Теперь внимательно рассмотрела незнакомца. Его густые брови, нос с горбинкой, руки чем-то напоминали мне моего друга десятилетней давности. Вряд ли он выбрался из пламени того пожара. Почему же я прислушалась к словам той женщины?
Заметив, что я его разглядываю, спутник собирался что-то сказать, но я его опередила:
— У тебя на левой руке есть шрам?
— Когда ты успела его заметить? — недоумённо спросил мужчина.
Надо же, и у него на левой руке шрам!
— Всего лишь предположила.
Спутник собрался отползти к другим ягодам, но я схватила его за рубашку.
— Покажи шрам!
— Что прицепилась? Вот, посмотри и отстань! — он поднял рукав до самого плеча, открывая загорелую руку и светлую полоску, начинавшуюся на пол-ладони выше кисти и заканчивавшуюся у середины локтя. Рядом с длинным шрамом был и другой, короткий.
— Ромка? — передо мной был не худой угловатый парнишка, а крепкий, широкоплечий мужчина, но шрам у обоих был одинаковый, как цвет глаз и цвет волос.
— Ты кто? — растерялся мой спутник.
— Я Алина.
— Алина? Забавное совпадение… Алинка?!
— Да, да! Я вылезла через окно, когда почувствовала запах дыма…

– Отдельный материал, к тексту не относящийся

//! Motion integration for prey and predators.
//!
//! Forces are added straight onto the velocity without `dt` scaling; every
//! steering constant is tuned against that, so introducing `dt` here means
//! re-tuning the whole parameter set. Only the position update uses `dt`.

use crate::{
    config::{PredatorMovementParams, PreyMovementParams},
    force_buffer::sum_at,
    steering::heading,
    types::{Rect, Transform},
};
use glam::Vec2;
use rayon::prelude::*;

/// Applies quadratic drag `½ · drag_factor · |v|²` against the velocity.
///
/// If the drag would stop or reverse the agent, the velocity keeps its
/// direction with magnitude `epsilon` instead.
pub fn apply_drag(velocity: Vec2, drag_factor: f32, epsilon: f32) -> Vec2 {
    let speed = velocity.length();
    let dir = heading(velocity);
    let drag = 0.5 * drag_factor * speed * speed;
    if drag >= speed {
        dir * epsilon
    } else {
        dir * (speed - drag)
    }
}

/// Raises the speed to at least `min_speed`, keeping the direction.
pub fn enforce_min_speed(velocity: Vec2, min_speed: f32) -> Vec2 {
    if velocity.length() < min_speed {
        heading(velocity) * min_speed
    } else {
        velocity
    }
}

/// Clamps the speed into `[min_speed, max_speed]`, keeping the direction.
pub fn clamp_speed(velocity: Vec2, min_speed: f32, max_speed: f32) -> Vec2 {
    let speed = velocity.length();
    if speed < min_speed {
        heading(velocity) * min_speed
    } else if speed > max_speed {
        velocity * (max_speed / speed)
    } else {
        velocity
    }
}

/// Reflective bounce off the world rectangle, one axis at a time.
///
/// On each axis where `position` lies outside `bounds`, the velocity
/// component is negated and the coordinate clamped back in. The other axis is
/// left untouched.
pub fn bounce(position: &mut Vec2, velocity: &mut Vec2, bounds: &Rect) {
    if position.x < bounds.min.x || position.x > bounds.max.x {
        velocity.x = -velocity.x;
        position.x = position.x.clamp(bounds.min.x, bounds.max.x);
    }
    if position.y < bounds.min.y || position.y > bounds.max.y {
        velocity.y = -velocity.y;
        position.y = position.y.clamp(bounds.min.y, bounds.max.y);
    }
}

/// Heading angle in radians for the scene transform.
#[inline]
pub fn rotation_of(velocity: Vec2) -> f32 {
    let h = heading(velocity);
    h.y.atan2(h.x)
}

/// One prey integration step.
pub fn step_prey(
    position: &mut Vec2,
    velocity: &mut Vec2,
    transform: &mut Transform,
    acceleration: Vec2,
    params: &PreyMovementParams,
    bounds: &Rect,
    dt: f32,
) {
    let mut v = *velocity + acceleration;
    v = apply_drag(v, params.drag_factor, params.movement_accuracy);
    v = enforce_min_speed(v, params.min_speed);
    transform.rotation = rotation_of(v);

    *position += v * dt;
    bounce(position, &mut v, bounds);

    *velocity = v;
    transform.position = *position;
}

/// One predator integration step.
pub fn step_predator(
    position: &mut Vec2,
    velocity: &mut Vec2,
    transform: &mut Transform,
    acceleration: Vec2,
    params: &PredatorMovementParams,
    bounds: &Rect,
    dt: f32,
) {
    let mut v = *velocity + acceleration;
    v = clamp_speed(v, params.min_speed, params.max_speed);
    transform.rotation = rotation_of(v);

    *position += v * dt;
    bounce(position, &mut v, bounds);

    *velocity = v;
    transform.position = *position;
}

/// Integrates every prey in parallel.
///
/// ### Parameters
/// - `positions`, `velocities`, `transforms` - Prey state, mutated in place.
/// - `forces` - Every prey force buffer; summed per agent.
/// - `params` - Prey movement parameters.
/// - `bounds` - World rectangle.
/// - `dt` - Elapsed time, used for the position update only.
pub fn integrate_prey(
    positions: &mut [Vec2],
    velocities: &mut [Vec2],
    transforms: &mut [Transform],
    forces: &[&[Vec2]],
    params: &PreyMovementParams,
    bounds: &Rect,
    dt: f32,
) {
    positions
        .par_iter_mut()
        .zip(velocities.par_iter_mut())
        .zip(transforms.par_iter_mut())
        .enumerate()
        .for_each(|(i, ((p, v), t))| {
            step_prey(p, v, t, sum_at(forces, i), params, bounds, dt);
        });
}

/// Integrates every predator in parallel.
pub fn integrate_predators(
    positions: &mut [Vec2],
    velocities: &mut [Vec2],
    transforms: &mut [Transform],
    forces: &[&[Vec2]],
    params: &PredatorMovementParams,
    bounds: &Rect,
    dt: f32,
) {
    positions
        .par_iter_mut()
        .zip(velocities.par_iter_mut())
        .zip(transforms.par_iter_mut())
        .enumerate()
        .for_each(|(i, ((p, v), t))| {
            step_predator(p, v, t, sum_at(forces, i), params, bounds, dt);
        });
}

#[cfg(test)]
mod tests {
    use super::*;

    const EPS: f32 = 1e-5;

    fn bounds() -> Rect {
        Rect::new(Vec2::new(-10.0, -10.0), Vec2::new(10.0, 10.0))
    }

    #[test]
    fn drag_reduces_speed_along_direction() {
        let v = apply_drag(Vec2::new(2.0, 0.0), 0.5, 0.01);
        // ½ · 0.5 · 4 = 1
        assert!((v - Vec2::new(1.0, 0.0)).length() < EPS);
    }

    #[test]
    fn drag_never_reverses_velocity() {
        let v = apply_drag(Vec2::new(0.0, -10.0), 1.0, 0.01);
        assert!((v - Vec2::new(0.0, -0.01)).length() < EPS);

        let v = apply_drag(Vec2::ZERO, 1.0, 0.01);
        assert!(v.is_finite());
        assert!((v.length() - 0.01).abs() < EPS);
    }

    #[test]
    fn predator_speed_is_clamped_both_ways() {
        let slow = clamp_speed(Vec2::new(0.5, 0.0), 2.0, 4.0);
        let fast = clamp_speed(Vec2::new(0.0, 9.0), 2.0, 4.0);
        let inside = clamp_speed(Vec2::new(3.0, 0.0), 2.0, 4.0);
        let stopped = clamp_speed(Vec2::ZERO, 2.0, 4.0);
        assert!((slow.length() - 2.0).abs() < EPS);
        assert!((fast.length() - 4.0).abs() < EPS);
        assert_eq!(inside, Vec2::new(3.0, 0.0));
        assert!((stopped - Vec2::new(2.0, 0.0)).length() < EPS);
    }

    #[test]
    fn bounce_flips_only_the_crossing_axis() {
        let mut p = Vec2::new(10.5, 3.0);
        let mut v = Vec2::new(2.0, 1.0);
        bounce(&mut p, &mut v, &bounds());
        assert_eq!(p, Vec2::new(10.0, 3.0));
        assert_eq!(v, Vec2::new(-2.0, 1.0));

        let mut p = Vec2::new(0.0, -12.0);
        let mut v = Vec2::new(1.0, -3.0);
        bounce(&mut p, &mut v, &bounds());
        assert_eq!(p, Vec2::new(0.0, -10.0));
        assert_eq!(v, Vec2::new(1.0, 3.0));
    }

    #[test]
    fn lone_prey_moves_along_drag_reduced_velocity() {
        let params = PreyMovementParams {
            min_speed: 0.0,
            drag_factor: 0.2,
            movement_accuracy: 0.01,
        };
        let mut p = Vec2::ZERO;
        let mut v = Vec2::X;
        let mut t = Transform::default();

        step_prey(&mut p, &mut v, &mut t, Vec2::ZERO, &params, &bounds(), 0.5);

        // speed 1 - ½ · 0.2 · 1 = 0.9
        assert!((v - Vec2::new(0.9, 0.0)).length() < EPS);
        assert!((p - Vec2::new(0.45, 0.0)).length() < EPS);
        assert_eq!(t.position, p);
        assert!(t.rotation.abs() < EPS);
    }

    #[test]
    fn prey_keeps_min_speed() {
        let params = PreyMovementParams {
            min_speed: 3.0,
            drag_factor: 0.0,
            movement_accuracy: 0.01,
        };
        let mut p = Vec2::ZERO;
        let mut v = Vec2::new(0.0, 0.5);
        let mut t = Transform::default();

        step_prey(&mut p, &mut v, &mut t, Vec2::ZERO, &params, &bounds(), 1.0);

        assert!((v.length() - 3.0).abs() < EPS);
        assert!((t.rotation - std::f32::consts::FRAC_PI_2).abs() < EPS);
    }

    #[test]
    fn integrators_sum_every_force_buffer() {
        let mut positions = vec![Vec2::ZERO, Vec2::new(5.0, 5.0)];
        let mut velocities = vec![Vec2::new(3.0, 0.0), Vec2::new(0.0, 3.0)];
        let mut transforms = vec![Transform::default(); 2];
        let a = [Vec2::new(1.0, 0.0), Vec2::ZERO];
        let b = [Vec2::new(0.0, 1.0), Vec2::new(0.0, -1.0)];
        let params = PredatorMovementParams {
            min_speed: 0.0,
            max_speed: 100.0,
        };

        integrate_predators(
            &mut positions,
            &mut velocities,
            &mut transforms,
            &[&a, &b],
            &params,
            &bounds(),
            1.0,
        );

        assert_eq!(velocities, vec![Vec2::new(4.0, 1.0), Vec2::new(0.0, 2.0)]);
        assert_eq!(positions, vec![Vec2::new(4.0, 1.0), Vec2::new(5.0, 7.0)]);
        assert_eq!(transforms[1].position, Vec2::new(5.0, 7.0));
    }

    #[test]
    fn integrated_prey_stay_in_bounds() {
        let mut positions = vec![Vec2::new(9.9, 9.9), Vec2::new(-9.9, 0.0)];
        let mut velocities = vec![Vec2::new(5.0, 5.0), Vec2::new(-5.0, 0.0)];
        let mut transforms = vec![Transform::default(); 2];
        let params = PreyMovementParams::default();

        integrate_prey(
            &mut positions,
            &mut velocities,
            &mut transforms,
            &[],
            &params,
            &bounds(),
            1.0,
        );

        for p in &positions {
            assert!(bounds().contains(*p));
        }
        assert!(velocities[0].x < 0.0 && velocities[0].y < 0.0);
        assert!(velocities[1].x > 0.0);
    }
}
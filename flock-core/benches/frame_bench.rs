use criterion::{BatchSize, BenchmarkId, Criterion, criterion_group, criterion_main};
use flock_core::{FlockConfig, Simulation};
use std::time::Duration;

fn env_usize(name: &str, default: usize) -> usize {
    std::env::var(name)
        .ok()
        .and_then(|s| s.parse::<usize>().ok())
        .filter(|v| *v > 0)
        .unwrap_or(default)
}

fn bench_frames(c: &mut Criterion) {
    let mut group = c.benchmark_group("flock_frame");
    group.sample_size(env_usize("FLOCK_BENCH_SAMPLES", 20));
    group.warm_up_time(Duration::from_secs(2));
    group.measurement_time(Duration::from_secs(8));

    let steps = env_usize("FLOCK_BENCH_STEPS", 16);
    let prey_counts: Vec<usize> = std::env::var("FLOCK_BENCH_PREY")
        .ok()
        .map(|s| {
            s.split(',')
                .filter_map(|t| t.trim().parse::<usize>().ok())
                .collect::<Vec<_>>()
        })
        .filter(|v| !v.is_empty())
        .unwrap_or_else(|| vec![500, 2000, 8000]);

    for &prey in &prey_counts {
        group.bench_with_input(BenchmarkId::new("steps", prey), &prey, |b, &prey| {
            b.iter_batched(
                || {
                    let mut config = FlockConfig::default();
                    config.world.prey_count = prey;
                    config.world.predator_count = 4;
                    // Keep density roughly constant as the count grows.
                    let half = (prey as f32).sqrt() * 2.5;
                    config.world.bounds.min = glam::Vec2::splat(-half);
                    config.world.bounds.max = glam::Vec2::splat(half);
                    Simulation::new(config).expect("valid bench config")
                },
                |mut sim| {
                    for _ in 0..steps {
                        sim.step(1.0 / 60.0);
                    }
                    sim
                },
                BatchSize::LargeInput,
            );
        });
    }
    group.finish();
}

criterion_group!(benches, bench_frames);
criterion_main!(benches);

— Выходит, ты не сгорела в том доме?! Какое счастье!
Ещё недавно думала, будто наша встреча невозможна, но мой единственный друг сидел рядом со мной!
Оставив кувшин с собранными ягодами, рванулась к нему, обняла за шею.
— Ромка, ты жив!
Только бы наша встреча не оказалась сном! Так много снов радовали меня, а с рассветом исчезали, оставляя только горечь.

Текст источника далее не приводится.